Jezz Befos’s** Lobbying Activity

That the draft law tends to favor Amazon is not surprising, given the millions of dollars that Bezos’ company has funneled to Rep. Thornberry and other members of Congress in recent years. According to Open Secrets, a nonprofit organization headquartered in Washington that monitors lobbying activity in the United States, Amazon designated $9.66 million in 2017 alone for lobbying activity, with the aim of influencing congressional decision-making. With such a figure, it stands to surpass multinationals like Dow Chemical Co. and ExxonMobil Corp. According to TwinLogic Strategies, one of the lobbying companies hired by Amazon this year, the behemoth explicitly pressured Congress in the second and third quarters of the 2017 fiscal year.

Contracts with the CIA

The CIA has entrusted Bezos’s company to build a private cloud for its offices. According to the contract signed in 2013, Amazon provides the U.S. intelligence agency with the technology to build a specialized cloud to store quantities of data previously unimaginable. In January, Amazon won another contract with U.S. Communities, a consortium of more than 90,000 local governments, in which it became the major provider of COTS hardware and software.*** In March, other federal agencies, such as the Department of Homeland Security, reinforced their relationship with Amazon for $450 million a year.

That Friendship with James Mattis

Though relations between President Trump and Bezos are certainly not idyllic, the Amazon CEO enjoys the respect of Secretary of Defense James Mattis so much that, in 2016, he joined an advisory board at the Pentagon. Furthermore, in August of this year, Bezos welcomed Mattis on an official visit to Amazon’s headquarters in Seattle.

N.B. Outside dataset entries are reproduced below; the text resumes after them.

//! Ingestion pipeline orchestration.
//!
//! Coordinates one document through fetch → parse → chunk → embed → index,
//! moving its status `pending → processing → {indexed, failed}` and emitting
//! a progress event after each stage. Every collaborator failure is
//! classified into a [`RagError`] by the stage that produced it, and
//! [`IngestionPipeline::run_job`] decides from that kind whether the job
//! is finished or worth retrying.

use std::sync::Arc;

use serde::Serialize;
use uuid::Uuid;

use ragnetic_core::chunk::{chunk_text, ChunkParams};
use ragnetic_core::error::RagError;
use ragnetic_core::models::{DocumentStatus, IndexedPoint, Metadata, PointPayload};

use crate::documents::{DocumentStore, ObjectStorage};
use crate::embedding::EmbeddingProvider;
use crate::extract::DocumentParser;
use crate::index::VectorIndex;
use crate::progress::{IngestProgress, IngestStage, NoProgress, ProgressReporter};

/// Outcome of one ingestion job.
#[derive(Debug, Clone, PartialEq, Serialize)]
pub struct IngestReport {
    pub document_id: i64,
    pub status: DocumentStatus,
    pub chunks_indexed: usize,
    #[serde(skip_serializing_if = "Option::is_none")]
    pub error: Option<String>,
}

pub struct IngestionPipeline {
    docs: Arc<dyn DocumentStore>,
    storage: Arc<dyn ObjectStorage>,
    parser: Arc<dyn DocumentParser>,
    embedder: Arc<dyn EmbeddingProvider>,
    index: Arc<dyn VectorIndex>,
    chunk_params: ChunkParams,
    progress: Arc<dyn ProgressReporter>,
}

impl IngestionPipeline {
    pub fn new(
        docs: Arc<dyn DocumentStore>,
        storage: Arc<dyn ObjectStorage>,
        parser: Arc<dyn DocumentParser>,
        embedder: Arc<dyn EmbeddingProvider>,
        index: Arc<dyn VectorIndex>,
        chunk_params: ChunkParams,
    ) -> Self {
        Self {
            docs,
            storage,
            parser,
            embedder,
            index,
            chunk_params,
            progress: Arc::new(NoProgress),
        }
    }

    pub fn with_progress(mut self, progress: Arc<dyn ProgressReporter>) -> Self {
        self.progress = progress;
        self
    }

    fn emit(&self, document_id: i64, stage: IngestStage) {
        self.progress.report(IngestProgress::new(document_id, stage));
    }

    /// Best-effort status write: a failure is logged and never aborts the job.
    async fn set_status(&self, document_id: i64, status: DocumentStatus, error: Option<String>) {
        if let Err(e) = self.docs.set_status(document_id, status, error).await {
            tracing::warn!(
                document_id,
                status = %status,
                error = %format!("{:#}", e),
                "failed to update document status"
            );
        }
    }

    /// Run every stage for `document_id`.
    ///
    /// On success the document is `indexed` and the report carries the
    /// number of points written (zero when the parsed text has no content).
    /// On error the status is left at `processing`; [`run_job`](Self::run_job)
    /// is the entry point that records failures.
    pub async fn process(&self, document_id: i64) -> Result<IngestReport, RagError> {
        self.emit(document_id, IngestStage::Started);
        self.set_status(document_id, DocumentStatus::Processing, None)
            .await;
        tracing::info!(document_id, "ingestion started");

        let doc = self
            .docs
            .get(document_id)
            .await
            .map_err(|e| RagError::StorageUnavailable(format!("{:#}", e)))?
            .ok_or(RagError::DocumentNotFound(document_id))?;

        let bytes = self
            .storage
            .read(&doc.object_key)
            .await
            .map_err(|e| RagError::StorageUnavailable(format!("{:#}", e)))?;
        self.emit(document_id, IngestStage::Fetched);
        tracing::debug!(document_id, bytes = bytes.len(), "fetched object");

        let parser = self.parser.clone();
        let filename = doc.filename.clone();
        let parsed = tokio::task::spawn_blocking(move || parser.parse(&bytes, &filename))
            .await
            .map_err(|e| RagError::ParseFailure(format!("parser task failed: {}", e)))?
            .map_err(|e| RagError::ParseFailure(format!("{:#}", e)))?;
        self.emit(document_id, IngestStage::Parsed);

        let mut base = Metadata::new();
        base.insert("source".to_string(), doc.filename.clone().into());
        base.insert("doc_id".to_string(), document_id.into());
        base.extend(parsed.metadata);

        let chunks = chunk_text(&parsed.text, &self.chunk_params, &base);
        tracing::debug!(document_id, chunks = chunks.len(), "chunked");
        if chunks.is_empty() {
            self.set_status(document_id, DocumentStatus::Indexed, None)
                .await;
            self.emit(document_id, IngestStage::Indexed);
            tracing::info!(document_id, "no content to index");
            return Ok(IngestReport {
                document_id,
                status: DocumentStatus::Indexed,
                chunks_indexed: 0,
                error: None,
            });
        }
        self.emit(document_id, IngestStage::Chunked);

        let texts: Vec<String> = chunks.iter().map(|c| c.text.clone()).collect();
        let vectors = self
            .embedder
            .embed(&texts)
            .await
            .map_err(|e| RagError::EmbeddingFailure(format!("{:#}", e)))?;
        if vectors.len() != chunks.len() {
            return Err(RagError::EmbeddingFailure(format!(
                "embedding provider returned {} vectors for {} chunks",
                vectors.len(),
                chunks.len()
            )));
        }
        self.emit(document_id, IngestStage::Embedded);

        let collection = self
            .index
            .ensure_collection(doc.kb_id)
            .await
            .map_err(|e| RagError::IndexUnavailable(format!("{:#}", e)))?;
        let points: Vec<IndexedPoint> = chunks
            .into_iter()
            .zip(vectors)
            .map(|(chunk, vector)| IndexedPoint {
                id: Uuid::new_v4().to_string(),
                vector,
                payload: PointPayload {
                    text: chunk.text,
                    metadata: chunk.metadata,
                    doc_id: Some(document_id),
                },
            })
            .collect();
        let count = points.len();
        self.index
            .upsert(&collection, points)
            .await
            .map_err(|e| RagError::IndexUnavailable(format!("{:#}", e)))?;
        self.emit(document_id, IngestStage::Indexed);

        self.set_status(document_id, DocumentStatus::Indexed, None)
            .await;
        tracing::info!(document_id, collection = %collection, points = count, "document indexed");

        Ok(IngestReport {
            document_id,
            status: DocumentStatus::Indexed,
            chunks_indexed: count,
            error: None,
        })
    }

    /// Job-runner boundary around [`process`](Self::process).
    ///
    /// Every failure marks the document `failed` with the error message.
    /// Job-fatal kinds (storage, parse, missing document) then resolve to
    /// `Ok` with a failed report; retryable kinds return `Err` so the
    /// caller can apply its retry policy.
    pub async fn run_job(&self, document_id: i64) -> Result<IngestReport, RagError> {
        match self.process(document_id).await {
            Ok(report) => Ok(report),
            Err(e) => {
                let message = e.to_string();
                tracing::warn!(document_id, error = %message, "ingestion failed");
                self.set_status(document_id, DocumentStatus::Failed, Some(message.clone()))
                    .await;
                self.emit(document_id, IngestStage::Failed);
                if e.is_job_fatal() {
                    Ok(IngestReport {
                        document_id,
                        status: DocumentStatus::Failed,
                        chunks_indexed: 0,
                        error: Some(message),
                    })
                } else {
                    Err(e)
                }
            }
        }
    }
}

#[cfg(test)]
mod tests {
    use super::*;
    use crate::documents::{InMemoryDocumentStore, InMemoryObjectStorage};
    use crate::embedding::HashingProvider;
    use crate::extract::FormatParser;
    use crate::index::{CollectionNaming, InMemoryIndex};
    use async_trait::async_trait;
    use std::sync::Mutex;

    #[derive(Default)]
    struct Recorder(Mutex<Vec<(i64, u8)>>);

    impl ProgressReporter for Recorder {
        fn report(&self, event: IngestProgress) {
            self.0.lock().unwrap().push((event.document_id, event.percent));
        }
    }

    struct ShortEmbedder;

    #[async_trait]
    impl EmbeddingProvider for ShortEmbedder {
        fn model_name(&self) -> &str {
            "short"
        }
        fn dims(&self) -> usize {
            4
        }
        async fn embed(&self, _texts: &[String]) -> anyhow::Result<Vec<Vec<f32>>> {
            Ok(vec![vec![1.0, 0.0, 0.0, 0.0]])
        }
    }

    struct Fixture {
        docs: Arc<InMemoryDocumentStore>,
        storage: Arc<InMemoryObjectStorage>,
        index: Arc<InMemoryIndex>,
    }

    impl Fixture {
        fn new() -> Self {
            Self {
                docs: Arc::new(InMemoryDocumentStore::new()),
                storage: Arc::new(InMemoryObjectStorage::new()),
                index: Arc::new(InMemoryIndex::new(CollectionNaming::default())),
            }
        }

        fn pipeline(&self, embedder: Arc<dyn EmbeddingProvider>) -> IngestionPipeline {
            IngestionPipeline::new(
                self.docs.clone(),
                self.storage.clone(),
                Arc::new(FormatParser),
                embedder,
                self.index.clone(),
                ChunkParams::new(120, 20, 40).unwrap(),
            )
        }

        async fn upload(&self, kb_id: i64, filename: &str, body: &[u8]) -> i64 {
            let key = format!("uploads/test/{}", filename);
            self.storage.write(&key, body, "text/plain").await.unwrap();
            self.docs.create(kb_id, filename, &key, None).await.unwrap().id
        }
    }

    fn sample_text() -> String {
        (0..6)
            .map(|i| format!("Paragraph {} talks about shipping rates and delivery windows.", i))
            .collect::<Vec<_>>()
            .join("\n\n")
    }

    #[tokio::test]
    async fn indexes_chunks_with_source_metadata() {
        let fx = Fixture::new();
        let id = fx.upload(4, "shipping.md", sample_text().as_bytes()).await;
        let recorder = Arc::new(Recorder::default());
        let pipeline = fx
            .pipeline(Arc::new(HashingProvider::new(32)))
            .with_progress(recorder.clone());

        let report = pipeline.run_job(id).await.unwrap();
        assert_eq!(report.status, DocumentStatus::Indexed);
        assert!(report.chunks_indexed > 1);

        let collection = fx.index.collection_name(4);
        assert_eq!(fx.index.point_count(&collection), report.chunks_indexed);

        let page = fx.index.scroll(&collection, None, 100).await.unwrap();
        let first = &page.points[0].payload;
        assert_eq!(first.doc_id, Some(id));
        assert_eq!(first.metadata["source"].as_str(), Some("shipping.md"));
        assert_eq!(first.metadata["doc_id"].as_i64(), Some(id));
        assert_eq!(first.metadata["format"].as_str(), Some("md"));

        let percents: Vec<u8> = recorder.0.lock().unwrap().iter().map(|(_, p)| *p).collect();
        assert_eq!(percents, vec![0, 10, 30, 50, 70, 100]);

        let doc = fx.docs.get(id).await.unwrap().unwrap();
        assert_eq!(doc.status, DocumentStatus::Indexed);
    }

    #[tokio::test]
    async fn vector_count_mismatch_is_embedding_failure() {
        let fx = Fixture::new();
        let id = fx.upload(1, "notes.txt", sample_text().as_bytes()).await;
        let pipeline = fx.pipeline(Arc::new(ShortEmbedder));

        let err = pipeline.run_job(id).await.unwrap_err();
        assert!(matches!(err, RagError::EmbeddingFailure(_)));
        assert!(err.is_retryable());

        let doc = fx.docs.get(id).await.unwrap().unwrap();
        assert_eq!(doc.status, DocumentStatus::Failed);
        assert!(doc.error_message.unwrap().contains("vectors for"));
        assert_eq!(fx.index.point_count(&fx.index.collection_name(1)), 0);
    }

    #[tokio::test]
    async fn missing_document_is_job_fatal() {
        let fx = Fixture::new();
        let pipeline = fx.pipeline(Arc::new(HashingProvider::new(8)));

        assert!(matches!(
            pipeline.process(42).await.unwrap_err(),
            RagError::DocumentNotFound(42)
        ));
        let report = pipeline.run_job(42).await.unwrap();
        assert_eq!(report.status, DocumentStatus::Failed);
        assert_eq!(report.error.as_deref(), Some("document 42 not found"));
    }

    #[tokio::test]
    async fn missing_object_is_storage_failure() {
        let fx = Fixture::new();
        let doc = fx.docs.create(1, "gone.txt", "uploads/x/gone.txt", None).await.unwrap();
        let pipeline = fx.pipeline(Arc::new(HashingProvider::new(8)));

        let report = pipeline.run_job(doc.id).await.unwrap();
        assert_eq!(report.status, DocumentStatus::Failed);
        assert!(report.error.unwrap().starts_with("storage unavailable"));
    }
}
//! Analysis job identity and submission input validation.

use serde::Serialize;

use crate::error::CoreError;

/// A backend-tracked analysis request, identified by an opaque id.
///
/// Created from the submit response and never modified afterwards.
#[derive(Debug, Clone, PartialEq, Eq, Hash, Serialize)]
pub struct AnalysisJob {
    id: String,
}

impl AnalysisJob {
    pub fn new(id: impl Into<String>) -> Self {
        Self { id: id.into() }
    }

    /// Server-assigned task id.
    pub fn id(&self) -> &str {
        &self.id
    }
}

/// Validate and trim a company name before submission.
///
/// Returns the trimmed name, or a validation error if nothing but
/// whitespace remains.
pub fn validate_company_name(company_name: &str) -> Result<&str, CoreError> {
    let trimmed = company_name.trim();
    if trimmed.is_empty() {
        return Err(CoreError::Validation(
            "company_name must not be empty".to_string(),
        ));
    }
    Ok(trimmed)
}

Bezos, who supported Democratic candidate Hillary Clinton during the 2016 presidential campaign, also plays a key role in the media: He is an editor and owner of The Washington Post, by way of Nash Holdings, LLC. It is the most widely read daily newspaper in the United States, as well as one of the newspapers most critical of President Trump. Recently, the CEO of Amazon overtook Bill Gates in the Forbes ranking of billionaires. Bezos is the world’s richest man, with a fortune of $92.3 billion; almost $2 billion more than the CEO of Microsoft’s $90.8 billion. And aside from money, Bezos seems to have amassed incalculable power over the last few years.

*Editor’s note: Calls for tenders are procedures applied to generate offers from companies competing for works, supply or service contracts in the framework of public procurement.

**Editor’s note: It is unclear whether the author intentionally misspelled Jeff Bezos’ name.

***Editor’s note: COTS is short for commercial-off-the-shelf, an adjective that describes software or hardware products that are ready-made and available for sale to the general public.

Translator’s note: For readers seeking further information on this subject, please see the original article, which contains numerous sources linked to English-language websites.